Накануне построения всю ночь заседал немецкий политический Центр. Были суждения, что надо принять предложение СС, а получив оружие, направить его против фашизма. Более трезвые и дальновидные 184 не соглашались. Во-первых, это еще вопрос, дадут ли им оружие. А во-вторых, политических рассуют по подразделениям, и тогда каждому придется действовать поодиночке. И, наконец, если немецкие политические уйдут в эсэсовскую дивизию, какое впечатление это произведет на весь лагерь? Словом, было принято решение: ни один член Коммунистической партии не позволит записать себя в армию.

И теперь строй молчит, не шелохнется. Остались в шеренгах не только коммунисты, но все, кто считает себя антифашистом. Даже не согласные с этим решением остаются в строю. Вот что значит сила коллективного мнения и авторитета!
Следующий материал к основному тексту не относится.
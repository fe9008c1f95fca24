use serde::{Deserialize, Serialize};

use crate::ItemId;

/// Start-up configuration for a board: list naming and the items the
/// source list is seeded with.
#[derive(Debug, Clone, PartialEq, Eq, Serialize, Deserialize)]
#[serde(default)]
pub struct BoardConfig {
    pub source_name: String,
    /// Destination lists are named `{destination_prefix}-{n}` until renamed.
    pub destination_prefix: String,
    pub initial_destinations: usize,
    pub seed: Vec<SeedItem>,
}

#[derive(Debug, Clone, PartialEq, Eq, Serialize, Deserialize)]
pub struct SeedItem {
    pub id: ItemId,
    pub label: String,
}

impl Default for BoardConfig {
    fn default() -> Self {
        Self {
            source_name: "Solders".to_string(),
            destination_prefix: "Done".to_string(),
            initial_destinations: 1,
            seed: (1..=4)
                .map(|id| SeedItem {
                    id,
                    label: format!("Task {id}"),
                })
                .collect(),
        }
    }
}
Третий час идет поединок. Третий час заключенные стоят на плацу. Снег падает на их непокрытые головы, вздымается белыми беретами. Разошлись эсэсовские офицеры. В который уж раз на террасе главных ворот появляется комендат. А строй молчит. Чьи нервы крепче?..

– Ура! Наша взяла! – негромко передаем мы друг другу, когда изнуренных долгим стоянием на холоде заключенных распустили по блокам. Что-что, а кипяток, растирания, одеяла, которые мы припасли для них, а больше всего наши дружеские улыбки очень пригодились им в те минуты.

Так пришла еще одна победа. И чем яснее становилась участь фашистского государства, а значит, и его служителей-эсэсовцев, тем все более дерзкими становились мы. Конспирация конспирацией, но когда сотни людей втянуты в одно общее дело, тайна все менее становится тайной. В переноске оружия участвовали десятки людей. Изучать оружие собирались группами по 10-15 человек. В лазарете все друг друга хорошо знали: кто и что и как делает. Связь между командирами осуществляли несколько десятков связных. И с каждым месяцем нам приходилось все больше и больше рассекречивать себя и все больше и больше рисковать. И ничего нельзя было сделать иначе. Лагерное ядро сопротивления как живой организм заставляло включаться в работу все новые и новые органы. Так бывало особенно во время лагерных ЧП, например, когда в Бухенвальде формировались большие транспорты.

Так случалось в начале 1945 года. В список на очередной транспорт попало 16 активных наших подпольщиков – командиров батальонов, рот и взводов. Это был случайный удар, но угодил в голову и мог обернуться для нас полным крахом. Боевой отряд русских готов к действиям, у него есть свое оружие, свой план, а командиры-исполнители должны покинуть лагерь. Что делать? Ведь поздно начинать все сначала! Поздно! А фашисты придавали этому транспорту почему-то большое значение, требуя, чтобы все номера, попавшие в список, обязательно были выведены из лагеря.

Оставалось одно – обратиться за помощью к капо лазарета Эрнсту Буссе.

Удрученный, подавленный захожу в лазарет. Генрих Зудерланд доверчиво улыбается навстречу. Прошу его быть переводчиком.

Эрнст Буссе как всегда приветлив.

– Садись, Иван, говори, что тебе нужно. Хотя догадываюсь, зачем пришел. 16 ваших попало на транспорт. У меня есть их номера.

– Они не должны попасть на транспорт, Эрнст. Этих людей нужно оставить в Бухенвальде.

Буссе отводит глаза:

– Ничего не могу сделать, Иван. Когда мог, делал. А сейчас ничего не могу. Эсэсовцы носятся с этим транспортом, как будто вся их дальнейшая жизнь зависит от него. Да и список очень велик.